### Your goal
An exact reproduction of the lines from the one with "or missing configuration" to the end of the data below is required. No other lines may be included.

### Study material
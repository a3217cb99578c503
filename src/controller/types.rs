//! Typed views of the objects flowing through the watch-and-reconcile loop.

use std::fmt;

use k8s_openapi::api::apps::v1::Deployment;
use kube::ResourceExt;
use serde::{Deserialize, Serialize};

/// (namespace, name) of a workload. Stable for the object's lifetime.
#[derive(Clone, Debug, PartialEq, Eq, Hash, PartialOrd, Ord)]
pub struct ResourceIdentity {
    pub namespace: String,
    pub name: String,
}

impl ResourceIdentity {
    pub fn new(namespace: impl Into<String>, name: impl Into<String>) -> Self {
        Self {
            namespace: namespace.into(),
            name: name.into(),
        }
    }
}

impl fmt::Display for ResourceIdentity {
    fn fmt(&self, f: &mut fmt::Formatter<'_>) -> fmt::Result {
        write!(f, "{}/{}", self.namespace, self.name)
    }
}

/// A single `hostAliases` entry of a pod template.
#[derive(Clone, Debug, Default, PartialEq, Eq, Serialize, Deserialize)]
pub struct HostAliasEntry {
    #[serde(default)]
    pub ip: String,
    #[serde(default)]
    pub hostnames: Vec<String>,
}

impl HostAliasEntry {
    pub fn new<I, S>(ip: impl Into<String>, hostnames: I) -> Self
    where
        I: IntoIterator<Item = S>,
        S: Into<String>,
    {
        Self {
            ip: ip.into(),
            hostnames: hostnames.into_iter().map(Into::into).collect(),
        }
    }
}

/// Observed state of a Deployment at event time.
#[derive(Clone, Debug, PartialEq, Eq)]
pub struct WorkloadSnapshot {
    pub identity: ResourceIdentity,
    /// Optimistic-concurrency token, absent for objects not read from a server
    pub resource_version: Option<String>,
    pub host_aliases: Vec<HostAliasEntry>,
}

impl WorkloadSnapshot {
    /// Capture the identity and pod-template host aliases of a Deployment.
    pub fn from_deployment(deployment: &Deployment) -> Self {
        let host_aliases = deployment
            .spec
            .as_ref()
            .and_then(|spec| spec.template.spec.as_ref())
            .and_then(|pod| pod.host_aliases.as_ref())
            .map(|aliases| {
                aliases
                    .iter()
                    .filter_map(|alias| {
                        serde_json::to_value(alias)
                            .and_then(serde_json::from_value::<HostAliasEntry>)
                            .ok()
                    })
                    .collect()
            })
            .unwrap_or_default();

        Self {
            identity: ResourceIdentity::new(
                deployment
                    .namespace()
                    .unwrap_or_else(|| "default".to_string()),
                deployment.name_any(),
            ),
            resource_version: deployment.resource_version(),
            host_aliases,
        }
    }
}

/// Server-reported failure inside a watch stream.
#[derive(Clone, Debug, PartialEq, Eq)]
pub struct WatchErrorInfo {
    pub code: u16,
    pub message: String,
}

/// A change observed during one watch session.
#[derive(Clone, Debug, PartialEq, Eq)]
pub enum ChangeEvent {
    Added(WorkloadSnapshot),
    Modified(WorkloadSnapshot),
    Deleted(WorkloadSnapshot),
    Error(WatchErrorInfo),
}

impl ChangeEvent {
    pub fn kind(&self) -> &'static str {
        match self {
            ChangeEvent::Added(_) => "added",
            ChangeEvent::Modified(_) => "modified",
            ChangeEvent::Deleted(_) => "deleted",
            ChangeEvent::Error(_) => "error",
        }
    }
}

/// The alias entries every in-scope workload must carry.
///
/// Built once from configuration and shared read-only.
#[derive(Clone, Debug, Default, PartialEq, Eq)]
pub struct DesiredMutation {
    pub entries: Vec<HostAliasEntry>,
}

impl DesiredMutation {
    pub fn new(entries: Vec<HostAliasEntry>) -> Self {
        Self { entries }
    }
}

/// How the desired entries are combined with what a workload already carries.
#[derive(Clone, Copy, Debug, Default, PartialEq, Eq, Serialize, Deserialize)]
#[serde(rename_all = "camelCase")]
pub enum AliasStrategy {
    /// Union with existing entries, de-duplicated by IP
    #[default]
    Merge,
    /// Overwrite the whole list with the desired entries
    Replace,
}
//! Error types for the host-alias operator

use thiserror::Error;

/// Errors raised while bootstrapping or serving the operator.
///
/// The reconcile path never returns these: failures inside a trigger
/// invocation are classified and logged where they happen.
#[derive(Error, Debug)]
pub enum Error {
    /// Kubernetes API or client construction error
    #[error("Kubernetes error: {0}")]
    KubeError(#[from] kube::Error),

    /// Local kubeconfig could not be loaded
    #[error("Failed to load kubeconfig: {0}")]
    KubeconfigError(#[from] kube::config::KubeconfigError),

    /// Invalid or missing configuration
    #[error("Configuration error: {0}")]
    ConfigError(String),

    /// Configuration parsed but failed validation
    #[error("Validation error: {0}")]
    ValidationError(String),

    #[error("I/O error: {0}")]
    IoError(#[from] std::io::Error),

    #[error("YAML error: {0}")]
    YamlError(#[from] serde_yaml::Error),

    #[error("Serialization error: {0}")]
    SerializationError(#[from] serde_json::Error),
}

pub type Result<T, E = Error> = std::result::Result<T, E>;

### Problem solution
    /// Invalid or missing configuration
    #[error("Configuration error: {0}")]
    ConfigError(String),

    /// Configuration parsed but failed validation
    #[error("Validation error: {0}")]
    ValidationError(String),

    #[error("I/O error: {0}")]
    IoError(#[from] std::io::Error),

    #[error("YAML error: {0}")]
    YamlError(#[from] serde_yaml::Error),

    #[error("Serialization error: {0}")]
    SerializationError(#[from] serde_json::Error),
}

pub type Result<T, E = Error> = std::result::Result<T, E>;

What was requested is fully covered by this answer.